📌 Para Iniciantes
O que são: 🎯
Trigger points são pontos de tensão em músculos que ficam contraídos de forma anormal. Quando pressionados, podem causar dor local ou até dor irradiada para outras regiões do corpo.
Sintomas comuns:
- Dor muscular localizada.
- Dor que “espalha” para outra região (por exemplo: ponto no trapézio que causa dor de cabeça).
- Rigidez muscular.
- Redução da mobilidade.
Causas mais comuns:
- Má postura no dia a dia.
- Estresse.
- Movimentos repetitivos.
- Sobrecarga muscular (ex.: treino intenso sem recuperação).
- Falta de alongamento.
Formas simples de aliviar:
- Alongamento suave.
- Massagem leve ou automassagem com bola/rolinho.

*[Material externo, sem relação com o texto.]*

use std::sync::Arc;

use async_trait::async_trait;
use chrono::{DateTime, SecondsFormat, Utc};
use serde_json::{Map, Value};

use conduit_schema::{FieldSchema, ObjectSchema};
use conduit_types::{
    Capabilities, ConduitError, Operation, Options, Query, Record, Result, ResultPage, ID_FIELD,
};

use crate::slots::SchemaSlots;
use crate::stage::{Next, Stage};

pub const CREATED_AT: &str = "createdAt";
pub const UPDATED_AT: &str = "updatedAt";

type Clock = Arc<dyn Fn() -> DateTime<Utc> + Send + Sync>;

/// Stamps `createdAt` on create and `updatedAt` on every write, as RFC 3339
/// strings.
#[derive(Clone)]
pub struct Timestamps {
    clock: Clock,
}

impl Timestamps {
    pub fn new() -> Self {
        Self {
            clock: Arc::new(Utc::now),
        }
    }

    /// Use `clock` instead of the system time.
    pub fn with_clock(clock: impl Fn() -> DateTime<Utc> + Send + Sync + 'static) -> Self {
        Self {
            clock: Arc::new(clock),
        }
    }

    fn now(&self) -> Value {
        Value::String((self.clock)().to_rfc3339_opts(SecondsFormat::Millis, true))
    }
}

fn stamp_fields() -> ObjectSchema {
    ObjectSchema::new()
        .property(CREATED_AT, FieldSchema::string().describe("RFC 3339 creation time"))
        .property(UPDATED_AT, FieldSchema::string().describe("RFC 3339 last write time"))
}

impl Default for Timestamps {
    fn default() -> Self {
        Self::new()
    }
}

impl std::fmt::Debug for Timestamps {
    fn fmt(&self, f: &mut std::fmt::Formatter<'_>) -> std::fmt::Result {
        f.debug_struct("Timestamps").finish_non_exhaustive()
    }
}

#[async_trait]
impl Stage for Timestamps {
    fn name(&self) -> &str {
        "Timestamps"
    }

    fn capabilities(&self) -> Capabilities {
        Capabilities::of(&[Operation::Create, Operation::Replace, Operation::Patch])
    }

    fn schemas(&self) -> SchemaSlots {
        SchemaSlots::new().with_model(stamp_fields())
    }

    /// Widens the chain's replace/patch values and read/patch/delete queries
    /// with optional timestamp fields, so records read back can be written
    /// back and filtered by time.
    fn schemas_over(&self, chain: &SchemaSlots) -> SchemaSlots {
        let values = stamp_fields().all_optional();
        let query = values.to_array_properties();
        let mut slots = self.schemas();
        for operation in [Operation::Replace, Operation::Patch] {
            if let Some(schema) = chain.values(operation) {
                slots = slots.with_values(operation, schema.merge(&values));
            }
        }
        for operation in [Operation::Read, Operation::Patch, Operation::Delete] {
            if let Some(schema) = chain.query(operation) {
                slots = slots.with_query(operation, schema.merge(&query));
            }
        }
        slots
    }

    async fn create(&self, mut values: Vec<Record>, options: Options, next: Next<'_>) -> Result<ResultPage> {
        let now = self.now();
        for record in &mut values {
            record.insert(CREATED_AT.into(), now.clone());
            record.insert(UPDATED_AT.into(), now.clone());
        }
        next.create(values, options).await
    }

    /// Keeps the stored `createdAt` when the replacement omits it.
    async fn replace(
        &self,
        id: String,
        mut values: Record,
        options: Options,
        next: Next<'_>,
    ) -> Result<ResultPage> {
        if !values.contains_key(CREATED_AT) {
            let mut lookup = Map::new();
            lookup.insert(ID_FIELD.into(), Value::String(id.clone()));
            match next.read(lookup, Options::new()).await {
                Ok(page) => {
                    if let Some(created) = page.first().and_then(|r| r.get(CREATED_AT)) {
                        values.insert(CREATED_AT.into(), created.clone());
                    }
                }
                Err(ConduitError::NotImplemented { .. }) => {}
                Err(err) => return Err(err),
            }
        }
        values.insert(UPDATED_AT.into(), self.now());
        next.replace(id, values, options).await
    }

    async fn patch(
        &self,
        query: Query,
        mut values: Record,
        options: Options,
        next: Next<'_>,
    ) -> Result<ResultPage> {
        values.insert(UPDATED_AT.into(), self.now());
        next.patch(query, values, options).await
    }
}
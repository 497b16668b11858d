//! Validation through the `jsonschema` crate, driven by the JSON Schema an
//! [`ObjectSchema`](crate::ObjectSchema) exports.

use std::fmt;
use std::sync::OnceLock;

use jsonschema::{error::ValidationErrorKind, Validator};
use serde_json::Value;

use crate::error::Violation;

/// Lazily compiled validator for one schema value.
///
/// Cloning yields an empty cache: builder methods clone and then mutate, so
/// a copied validator could describe a schema that no longer exists.
#[derive(Default)]
pub(crate) struct ValidatorCache(OnceLock<Result<Validator, String>>);

impl ValidatorCache {
    pub(crate) fn get_or_compile(&self, schema: impl FnOnce() -> Value) -> Result<&Validator, String> {
        self.0
            .get_or_init(|| {
                let schema = schema();
                jsonschema::validator_for(&schema).map_err(|e| e.to_string())
            })
            .as_ref()
            .map_err(Clone::clone)
    }
}

impl Clone for ValidatorCache {
    fn clone(&self) -> Self {
        Self::default()
    }
}

impl PartialEq for ValidatorCache {
    fn eq(&self, _other: &Self) -> bool {
        true
    }
}

impl fmt::Debug for ValidatorCache {
    fn fmt(&self, f: &mut fmt::Formatter<'_>) -> fmt::Result {
        f.write_str(if self.0.get().is_some() { "compiled" } else { "pending" })
    }
}

/// Run `validator` on `instance`, appending one violation per failure with
/// paths rooted at `prefix`.
pub(crate) fn collect(validator: &Validator, instance: &Value, prefix: &str, out: &mut Vec<Violation>) {
    for error in validator.iter_errors(instance) {
        let at = render_path(prefix, &error.instance_path.to_string());
        match &error.kind {
            ValidationErrorKind::Required { property } => {
                let name = property.as_str().map(str::to_string).unwrap_or_else(|| property.to_string());
                out.push(Violation::new(&join(&at, &name), "is required"));
            }
            ValidationErrorKind::AdditionalProperties { unexpected } => {
                for name in unexpected {
                    out.push(Violation::new(&join(&at, name), "unexpected property"));
                }
            }
            _ => out.push(Violation::new(&at, error.to_string())),
        }
    }
}

/// Turn a JSON pointer such as `/address/tags/0` into `address.tags[0]`.
fn render_path(prefix: &str, pointer: &str) -> String {
    let mut path = prefix.to_string();
    for segment in pointer.split('/').skip(1) {
        let segment = segment.replace("~1", "/").replace("~0", "~");
        if !segment.is_empty() && segment.bytes().all(|b| b.is_ascii_digit()) {
            path.push('[');
            path.push_str(&segment);
            path.push(']');
        } else {
            path = join(&path, &segment);
        }
    }
    path
}

fn join(prefix: &str, name: &str) -> String {
    if prefix.is_empty() {
        name.to_string()
    } else {
        format!("{prefix}.{name}")
    }
}

#[cfg(test)]
mod tests {
    use super::*;

    #[test]
    fn pointer_rendering() {
        assert_eq!(render_path("", ""), "");
        assert_eq!(render_path("", "/address/city"), "address.city");
        assert_eq!(render_path("[1]", "/tags/0"), "[1].tags[0]");
        assert_eq!(render_path("", "/a~1b"), "a/b");
    }

    #[test]
    fn cache_compiles_once_and_clones_empty() {
        let cache = ValidatorCache::default();
        let mut calls = 0;
        cache
            .get_or_compile(|| {
                calls += 1;
                serde_json::json!({"type": "object"})
            })
            .unwrap();
        cache.get_or_compile(|| unreachable!()).unwrap();
        assert_eq!(calls, 1);
        assert_eq!(format!("{:?}", cache.clone()), "pending");
    }
}
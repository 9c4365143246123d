pub(crate) mod limits;
pub(crate) mod migrate;
pub(crate) mod sync;
//! Contact synchronization.

use chrono::Utc;

use crate::entity::contact::Model;
use crate::policy::{self, EntityClass, FetchWindow};
use crate::record::{IdKind, RawRecord, RecordId};
use crate::store::contacts as store;
use crate::sync::decode::{self, DecodeError};
use crate::sync::{batch, SyncContext, SyncError, SyncReport, DEFAULT_BATCH_SIZE};

#[tracing::instrument(skip(ctx))]
pub async fn run(ctx: &SyncContext, full_sync: bool) -> Result<SyncReport, SyncError> {
    let window = if full_sync {
        FetchWindow::Full
    } else {
        FetchWindow::for_watermark(
            EntityClass::Mutable,
            store::max_source_updated_at(&ctx.db).await?,
        )
    };

    let mut endpoint = String::from("contacts");
    if let Some(from) = window.from_ts() {
        endpoint.push_str(&format!("?filter[updated_at][from]={from}"));
        tracing::info!(from, "incremental contact sync");
    } else {
        tracing::info!("full contact sync");
    }
    endpoint.push_str("&with=leads,companies,tags");
    if !endpoint.contains('?') {
        // No window filter; the expansion param opens the query string.
        endpoint = endpoint.replacen('&', "?", 1);
    }

    let mut stream = ctx
        .client
        .records(&endpoint, "contacts", IdKind::Int, ctx.cancel.clone());
    let mut report = SyncReport::default();
    let mut buffer: Vec<Model> = Vec::with_capacity(DEFAULT_BATCH_SIZE);

    while let Some(record) = stream.next().await? {
        report.processed += 1;
        match project(&record) {
            Ok(model) => buffer.push(model),
            Err(err) => {
                report.decode_errors += 1;
                tracing::error!(id = %record.id, error = %err, "undecodable contact, skipping");
            }
        }
        if buffer.len() >= DEFAULT_BATCH_SIZE {
            flush(ctx, &mut buffer, &mut report).await?;
        }
    }
    flush(ctx, &mut buffer, &mut report).await?;

    tracing::info!(
        processed = report.processed,
        written = report.written,
        unchanged = report.unchanged,
        decode_errors = report.decode_errors,
        "contact sync finished"
    );
    Ok(report)
}

fn project(record: &RawRecord) -> Result<Model, DecodeError> {
    let RecordId::Int(id) = record.id else {
        return Err(DecodeError::IdKind);
    };
    let root: serde_json::Value = serde_json::from_str(&record.raw)?;
    let now = Utc::now();
    Ok(Model {
        id,
        name: decode::str_or_empty(&root, "name"),
        responsible_user_id: decode::i64_or_zero(&root, "responsible_user_id"),
        account_id: decode::i64_or_zero(&root, "account_id"),
        leads: decode::embedded_raw(&root, "leads"),
        companies: decode::embedded_raw(&root, "companies"),
        tags: decode::embedded_raw(&root, "tags"),
        raw: record.raw.clone(),
        fingerprint: policy::fingerprint(&record.raw),
        source_updated_at: decode::epoch(&root, "updated_at").unwrap_or(now),
        source_created_at: decode::epoch(&root, "created_at").unwrap_or(now),
        checked_at: now,
    })
}

async fn flush(
    ctx: &SyncContext,
    buffer: &mut Vec<Model>,
    report: &mut SyncReport,
) -> Result<(), SyncError> {
    if buffer.is_empty() {
        return Ok(());
    }
    let batch = std::mem::take(buffer);
    let before = batch.len();

    let ids: Vec<i64> = batch.iter().map(|m| m.id).collect();
    let existing = store::fingerprints(&ctx.db, &ids).await?;
    let changed = batch::retain_changed(batch, &existing, |m| m.id, |m| m.fingerprint.as_str());
    report.unchanged += (before - changed.len()) as u64;

    report.written += store::bulk_upsert(&ctx.db, changed, DEFAULT_BATCH_SIZE).await?;
    Ok(())
}

#[cfg(test)]
mod tests {
    use super::*;
    use serde_json::json;

    fn raw_record(id: i64, body: serde_json::Value) -> RawRecord {
        RawRecord {
            id: RecordId::Int(id),
            raw: body.to_string(),
            page: 1,
        }
    }

    #[test]
    fn project_extracts_fields_and_sideloads() {
        let record = raw_record(
            7,
            json!({
                "id": 7,
                "name": "Acme Contact",
                "responsible_user_id": 11,
                "account_id": 3,
                "updated_at": 1_704_844_800,
                "created_at": 1_700_000_000,
                "_embedded": {"tags": [{"id": 1}], "leads": [{"id": 9}]}
            }),
        );
        let model = project(&record).expect("project");
        assert_eq!(model.id, 7);
        assert_eq!(model.name, "Acme Contact");
        assert_eq!(model.responsible_user_id, 11);
        assert_eq!(model.leads, Some("[{\"id\":9}]".to_string()));
        assert_eq!(model.companies, None);
        assert_eq!(model.source_updated_at.timestamp(), 1_704_844_800);
        assert_eq!(model.fingerprint, policy::fingerprint(&record.raw));
    }

    #[test]
    fn project_tolerates_sparse_records() {
        let record = raw_record(7, json!({"id": 7}));
        let model = project(&record).expect("project");
        assert_eq!(model.name, "");
        assert_eq!(model.responsible_user_id, 0);
        // Missing timestamps fall back to "now"; both ends stay consistent.
        assert!(model.source_updated_at <= Utc::now());
    }

    #[test]
    fn project_rejects_the_wrong_id_kind() {
        let record = RawRecord {
            id: RecordId::Str("7".to_string()),
            raw: "{}".to_string(),
            page: 1,
        };
        assert!(matches!(project(&record), Err(DecodeError::IdKind)));
    }
}
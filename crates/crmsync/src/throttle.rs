//! Process-wide request pacing for the CRM API.
//!
//! The remote service enforces a hard per-account ceiling of 7 requests per
//! second and answers excess traffic with 429s (or throttling 403s). The
//! [`RateGovernor`] keeps a sliding one-second window of send timestamps and
//! an adaptive extra delay that grows on every throttle signal and decays on
//! success, so sustained throttling slows the whole process down rather than
//! a single call site.

use std::collections::VecDeque;
use std::sync::Arc;
use std::time::Duration;

use chrono::{DateTime, Utc};
use tokio::sync::Mutex;
use tokio::time::Instant;

/// Hard ceiling imposed by the remote service.
pub const MAX_REQUESTS_PER_SECOND: u32 = 7;

/// Adaptive delay never exceeds this, so one bad stretch cannot park the
/// process for minutes.
pub const MAX_ADAPTIVE_DELAY_MS: f64 = 5_000.0;

const BACKOFF_MULTIPLIER: f64 = 1.5;
const RECOVERY_MULTIPLIER: f64 = 0.8;

/// Tunable governor settings, mutable at runtime via
/// [`RateGovernor::update_settings`].
#[derive(Debug, Clone, PartialEq)]
pub struct GovernorSettings {
    /// Requests per second, clamped to `1..=MAX_REQUESTS_PER_SECOND`.
    pub max_requests_per_second: u32,
    /// Whether throttle signals grow an extra inter-request delay.
    pub adaptive: bool,
}

impl Default for GovernorSettings {
    fn default() -> Self {
        Self {
            max_requests_per_second: MAX_REQUESTS_PER_SECOND,
            adaptive: true,
        }
    }
}

impl GovernorSettings {
    fn clamped(mut self) -> Self {
        self.max_requests_per_second = self
            .max_requests_per_second
            .clamp(1, MAX_REQUESTS_PER_SECOND);
        self
    }

    /// Evenly-spread delay for the configured ceiling; doubles as the floor
    /// and the minimum inter-request gap.
    fn base_delay_ms(&self) -> f64 {
        1_000.0 / f64::from(self.max_requests_per_second)
    }
}

/// Qualitative pressure level, derived from consecutive throttle hits.
#[derive(Debug, Clone, Copy, PartialEq, Eq)]
pub enum ThrottleState {
    Normal,
    Cautious,
    Throttled,
    Backoff,
}

impl ThrottleState {
    fn from_consecutive_hits(hits: u32) -> Self {
        match hits {
            0 => ThrottleState::Normal,
            1 => ThrottleState::Cautious,
            2..=3 => ThrottleState::Throttled,
            _ => ThrottleState::Backoff,
        }
    }

    #[must_use]
    pub fn as_str(self) -> &'static str {
        match self {
            ThrottleState::Normal => "normal",
            ThrottleState::Cautious => "cautious",
            ThrottleState::Throttled => "throttled",
            ThrottleState::Backoff => "backoff",
        }
    }
}

/// Read-only snapshot of the governor.
#[derive(Debug, Clone)]
pub struct GovernorStatus {
    pub max_requests_per_second: u32,
    pub adaptive: bool,
    /// Sends recorded within the last second.
    pub requests_in_window: usize,
    pub total_requests: u64,
    pub total_throttle_hits: u64,
    pub consecutive_hits: u32,
    pub current_delay_ms: f64,
    /// Throttle hits as a percentage of all requests.
    pub hit_rate_percent: f64,
    pub state: ThrottleState,
    pub last_request_at: Option<DateTime<Utc>>,
    pub last_hit_at: Option<DateTime<Utc>>,
}

struct GovernorInner {
    settings: GovernorSettings,
    window: VecDeque<Instant>,
    current_delay_ms: f64,
    consecutive_hits: u32,
    total_requests: u64,
    total_hits: u64,
    last_request_at: Option<DateTime<Utc>>,
    last_hit_at: Option<DateTime<Utc>>,
}

impl GovernorInner {
    fn prune(&mut self, now: Instant) {
        while let Some(&oldest) = self.window.front() {
            if now.duration_since(oldest) >= Duration::from_secs(1) {
                self.window.pop_front();
            } else {
                break;
            }
        }
    }

    fn status(&self) -> GovernorStatus {
        let hit_rate_percent = if self.total_requests > 0 {
            self.total_hits as f64 / self.total_requests as f64 * 100.0
        } else {
            0.0
        };
        GovernorStatus {
            max_requests_per_second: self.settings.max_requests_per_second,
            adaptive: self.settings.adaptive,
            requests_in_window: self.window.len(),
            total_requests: self.total_requests,
            total_throttle_hits: self.total_hits,
            consecutive_hits: self.consecutive_hits,
            current_delay_ms: self.current_delay_ms,
            hit_rate_percent,
            state: ThrottleState::from_consecutive_hits(self.consecutive_hits),
            last_request_at: self.last_request_at,
            last_hit_at: self.last_hit_at,
        }
    }
}

/// Shared request-rate governor.
///
/// Cheap to clone; all clones share one state. Construct once per process
/// and hand a clone to every component that talks to the CRM.
#[derive(Clone)]
pub struct RateGovernor {
    inner: Arc<Mutex<GovernorInner>>,
}

impl Default for RateGovernor {
    fn default() -> Self {
        Self::new(GovernorSettings::default())
    }
}

impl RateGovernor {
    #[must_use]
    pub fn new(settings: GovernorSettings) -> Self {
        let settings = settings.clamped();
        let base = settings.base_delay_ms();
        Self {
            inner: Arc::new(Mutex::new(GovernorInner {
                settings,
                window: VecDeque::new(),
                current_delay_ms: base,
                consecutive_hits: 0,
                total_requests: 0,
                total_hits: 0,
                last_request_at: None,
                last_hit_at: None,
            })),
        }
    }

    /// Block until a request may be sent, then record the send timestamp.
    ///
    /// Runs entirely under the governor lock so concurrent callers serialize
    /// through the gate: wait out a full window, serve the adaptive delay,
    /// then enforce the minimum gap since the previous send.
    pub async fn acquire(&self) {
        let mut inner = self.inner.lock().await;
        let now = Instant::now();
        inner.prune(now);

        let ceiling = inner.settings.max_requests_per_second as usize;
        if inner.window.len() >= ceiling {
            if let Some(&oldest) = inner.window.front() {
                let wait = (oldest + Duration::from_secs(1)).saturating_duration_since(now);
                if !wait.is_zero() {
                    tracing::debug!(
                        wait_ms = wait.as_millis() as u64,
                        in_window = inner.window.len(),
                        "request window full, waiting"
                    );
                    tokio::time::sleep(wait).await;
                }
            }
            inner.prune(Instant::now());
        }

        let base = inner.settings.base_delay_ms();
        if inner.settings.adaptive && inner.current_delay_ms > base {
            let extra = Duration::from_millis((inner.current_delay_ms - base) as u64);
            if !extra.is_zero() {
                tracing::debug!(
                    extra_ms = extra.as_millis() as u64,
                    "adaptive delay in effect"
                );
                tokio::time::sleep(extra).await;
            }
        }

        if let Some(&last) = inner.window.back() {
            let min_gap = Duration::from_millis(base as u64);
            let since_last = Instant::now().duration_since(last);
            if since_last < min_gap {
                tokio::time::sleep(min_gap - since_last).await;
            }
        }

        inner.window.push_back(Instant::now());
        inner.last_request_at = Some(Utc::now());
    }

    /// Record a successful response: decay the adaptive delay toward the
    /// base and clear the consecutive-hit streak.
    pub async fn on_success(&self) {
        let mut inner = self.inner.lock().await;
        inner.total_requests += 1;
        inner.consecutive_hits = 0;
        let base = inner.settings.base_delay_ms();
        inner.current_delay_ms = (inner.current_delay_ms * RECOVERY_MULTIPLIER).max(base);
    }

    /// Record a throttle signal (429 or a throttling 403): grow the adaptive
    /// delay geometrically up to the cap.
    pub async fn on_throttle_signal(&self) {
        let mut inner = self.inner.lock().await;
        inner.total_requests += 1;
        inner.total_hits += 1;
        inner.consecutive_hits += 1;
        inner.last_hit_at = Some(Utc::now());
        inner.current_delay_ms =
            (inner.current_delay_ms * BACKOFF_MULTIPLIER).min(MAX_ADAPTIVE_DELAY_MS);
        tracing::warn!(
            consecutive = inner.consecutive_hits,
            delay_ms = inner.current_delay_ms,
            "throttle signal from CRM API"
        );
    }

    /// Current adaptive delay, used as the fallback wait when the remote
    /// sends no `Retry-After` hint.
    pub async fn current_delay(&self) -> Duration {
        let inner = self.inner.lock().await;
        Duration::from_millis(inner.current_delay_ms as u64)
    }

    /// Replace the settings; the adaptive delay resets to the new base.
    pub async fn update_settings(&self, settings: GovernorSettings) {
        let settings = settings.clamped();
        let mut inner = self.inner.lock().await;
        inner.current_delay_ms = settings.base_delay_ms();
        inner.settings = settings;
    }

    pub async fn settings(&self) -> GovernorSettings {
        self.inner.lock().await.settings.clone()
    }

    pub async fn status(&self) -> GovernorStatus {
        let mut inner = self.inner.lock().await;
        inner.prune(Instant::now());
        inner.status()
    }

    /// Zero the counters without touching the settings or the window.
    pub async fn reset_stats(&self) {
        let mut inner = self.inner.lock().await;
        inner.total_requests = 0;
        inner.total_hits = 0;
        inner.consecutive_hits = 0;
        let base = inner.settings.base_delay_ms();
        inner.current_delay_ms = base;
        inner.last_hit_at = None;
    }
}

#[cfg(test)]
mod tests {
    use super::*;

    #[test]
    fn settings_clamp_to_the_service_ceiling() {
        let governor_settings = GovernorSettings {
            max_requests_per_second: 50,
            adaptive: true,
        }
        .clamped();
        assert_eq!(governor_settings.max_requests_per_second, 7);

        let governor_settings = GovernorSettings {
            max_requests_per_second: 0,
            adaptive: true,
        }
        .clamped();
        assert_eq!(governor_settings.max_requests_per_second, 1);
    }

    #[test]
    fn throttle_state_tracks_consecutive_hits() {
        assert_eq!(ThrottleState::from_consecutive_hits(0), ThrottleState::Normal);
        assert_eq!(ThrottleState::from_consecutive_hits(1), ThrottleState::Cautious);
        assert_eq!(ThrottleState::from_consecutive_hits(2), ThrottleState::Throttled);
        assert_eq!(ThrottleState::from_consecutive_hits(3), ThrottleState::Throttled);
        assert_eq!(ThrottleState::from_consecutive_hits(4), ThrottleState::Backoff);
    }

    #[tokio::test(start_paused = true)]
    async fn acquire_spreads_a_burst_over_the_window() {
        let governor = RateGovernor::new(GovernorSettings {
            max_requests_per_second: 7,
            adaptive: false,
        });

        let start = Instant::now();
        for _ in 0..8 {
            governor.acquire().await;
        }
        // The eighth send cannot land inside the same one-second window as
        // the first seven.
        assert!(start.elapsed() >= Duration::from_secs(1));

        let status = governor.status().await;
        assert!(status.requests_in_window <= 7);
    }

    #[tokio::test(start_paused = true)]
    async fn acquire_enforces_the_minimum_gap() {
        let governor = RateGovernor::new(GovernorSettings {
            max_requests_per_second: 2,
            adaptive: false,
        });

        let start = Instant::now();
        governor.acquire().await;
        governor.acquire().await;
        // Base delay for 2 rps is 500 ms between sends.
        assert!(start.elapsed() >= Duration::from_millis(500));
    }

    #[tokio::test]
    async fn throttle_signals_grow_the_delay_up_to_the_cap() {
        let governor = RateGovernor::default();
        let base = 1_000.0 / 7.0;

        let mut expected = base;
        for _ in 0..3 {
            governor.on_throttle_signal().await;
            expected = (expected * BACKOFF_MULTIPLIER).min(MAX_ADAPTIVE_DELAY_MS);
            let status = governor.status().await;
            assert!((status.current_delay_ms - expected).abs() < 1e-6);
        }

        // Growth is capped.
        for _ in 0..20 {
            governor.on_throttle_signal().await;
        }
        let status = governor.status().await;
        assert!((status.current_delay_ms - MAX_ADAPTIVE_DELAY_MS).abs() < 1e-6);
        assert_eq!(status.state, ThrottleState::Backoff);
    }

    #[tokio::test]
    async fn success_decays_the_delay_back_to_the_base() {
        let governor = RateGovernor::default();
        let base = 1_000.0 / 7.0;

        for _ in 0..5 {
            governor.on_throttle_signal().await;
        }
        let inflated = governor.status().await.current_delay_ms;
        assert!(inflated > base);

        governor.on_success().await;
        let status = governor.status().await;
        assert!((status.current_delay_ms - (inflated * RECOVERY_MULTIPLIER).max(base)).abs() < 1e-6);
        assert_eq!(status.consecutive_hits, 0);
        assert_eq!(status.state, ThrottleState::Normal);

        // The delay never decays below the evenly-spread base.
        for _ in 0..100 {
            governor.on_success().await;
        }
        let status = governor.status().await;
        assert!((status.current_delay_ms - base).abs() < 1e-6);
    }

    #[tokio::test]
    async fn status_reports_totals_and_hit_rate() {
        let governor = RateGovernor::default();
        governor.on_success().await;
        governor.on_success().await;
        governor.on_success().await;
        governor.on_throttle_signal().await;

        let status = governor.status().await;
        assert_eq!(status.total_requests, 4);
        assert_eq!(status.total_throttle_hits, 1);
        assert!((status.hit_rate_percent - 25.0).abs() < 1e-6);
        assert_eq!(status.state, ThrottleState::Cautious);
        assert!(status.last_hit_at.is_some());
    }

    #[tokio::test]
    async fn update_settings_resets_the_adaptive_delay() {
        let governor = RateGovernor::default();
        for _ in 0..10 {
            governor.on_throttle_signal().await;
        }
        governor
            .update_settings(GovernorSettings {
                max_requests_per_second: 4,
                adaptive: true,
            })
            .await;

        let status = governor.status().await;
        assert_eq!(status.max_requests_per_second, 4);
        assert!((status.current_delay_ms - 250.0).abs() < 1e-6);
    }

    #[tokio::test]
    async fn reset_stats_zeroes_counters() {
        let governor = RateGovernor::default();
        governor.on_throttle_signal().await;
        governor.on_success().await;
        governor.reset_stats().await;

        let status = governor.status().await;
        assert_eq!(status.total_requests, 0);
        assert_eq!(status.total_throttle_hits, 0);
        assert_eq!(status.consecutive_hits, 0);
        assert!(status.last_hit_at.is_none());
    }
}
//! Task-type persistence. Small catalog table, always fully refreshed.

use std::collections::HashMap;

use sea_orm::sea_query::OnConflict;
use sea_orm::{ColumnTrait, DatabaseConnection, EntityTrait, QueryFilter, QuerySelect, Set};

use crate::entity::task_type::{ActiveModel, Column, Entity as TaskType, Model};

use super::{insert_chunk_with_retry, Result};

fn upsert_on_conflict() -> OnConflict {
    OnConflict::column(Column::Id)
        .update_columns([
            Column::Name,
            Column::Color,
            Column::IconId,
            Column::Raw,
            Column::Fingerprint,
            Column::CheckedAt,
        ])
        .to_owned()
}

fn into_active(model: Model) -> ActiveModel {
    ActiveModel {
        id: Set(model.id),
        name: Set(model.name),
        color: Set(model.color),
        icon_id: Set(model.icon_id),
        raw: Set(model.raw),
        fingerprint: Set(model.fingerprint),
        checked_at: Set(model.checked_at),
    }
}

/// Upsert a batch keyed on the source id, chunked at `chunk_size`.
pub async fn bulk_upsert(
    db: &DatabaseConnection,
    models: Vec<Model>,
    chunk_size: usize,
) -> Result<u64> {
    if models.is_empty() {
        return Ok(0);
    }
    let mut written = 0;
    for chunk in models.chunks(chunk_size.max(1)) {
        let active: Vec<ActiveModel> = chunk.iter().cloned().map(into_active).collect();
        written += insert_chunk_with_retry(db, active, upsert_on_conflict(), "task_types").await?;
    }
    Ok(written)
}

/// Stored fingerprints for the given ids.
pub async fn fingerprints(
    db: &DatabaseConnection,
    ids: &[i64],
) -> Result<HashMap<i64, String>> {
    if ids.is_empty() {
        return Ok(HashMap::new());
    }
    let rows: Vec<(i64, String)> = TaskType::find()
        .select_only()
        .column(Column::Id)
        .column(Column::Fingerprint)
        .filter(Column::Id.is_in(ids.iter().copied()))
        .into_tuple()
        .all(db)
        .await?;
    Ok(rows.into_iter().collect())
}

- Compressa morna para relaxar a musculatura.
- Pausas ativas durante o dia para evitar sobrecarga.
📌 Para Avançados
Fisiopatologia:
Trigger points são nódulos hiperirritáveis em uma faixa tensa do músculo esquelético. Estão associados à liberação contínua de acetilcolina na placa motora, resultando em contratura local, hipóxia e acúmulo de metabólitos, que sensibilizam terminações nervosas.
Classificação:
- Ativos: geram dor espontânea ou irradiada.
- Latentes: não doem espontaneamente, mas causam sensibilidade à palpação.
- Satélites: desenvolvem-se em músculos relacionados ao ponto primário.
Diagnóstico:
- Exame clínico com palpação revelando nódulo firme em faixa tensa.
- Dor referida reproduzida ao pressionar o ponto.
- EMG pode mostrar atividade elétrica espontânea.
Tratamento avançado:
- Técnicas manuais: liberação miofascial, pressão isquêmica, dry needling.
- Recursos fisioterapêuticos: ultrassom terapêutico, TENS, calor profundo.
- Exercícios corretivos: alongamentos específicos e fortalecimento postural.
- Integração com performance: em atletas, tratar trigger points melhora mobilidade, reduz risco de lesão e otimiza força de contração.
Exemplo clínico:
- Trigger point no músculo piriforme pode causar dor glútea e irradiar para perna, simulando ciatalgia.
- Trigger no trapézio superior pode gerar cefaleias tensionais.
⚡ Resumo prático:
- Iniciantes: entendem os pontos gatilho como “nós de tensão” que causam dor e podem ser aliviados com alongamento e automassagem.
- Avançados: enxergam como disfunções neuromusculares complexas que exigem avaliação clínica e intervenções específicas (dry needling, liberação miofascial, correção postural).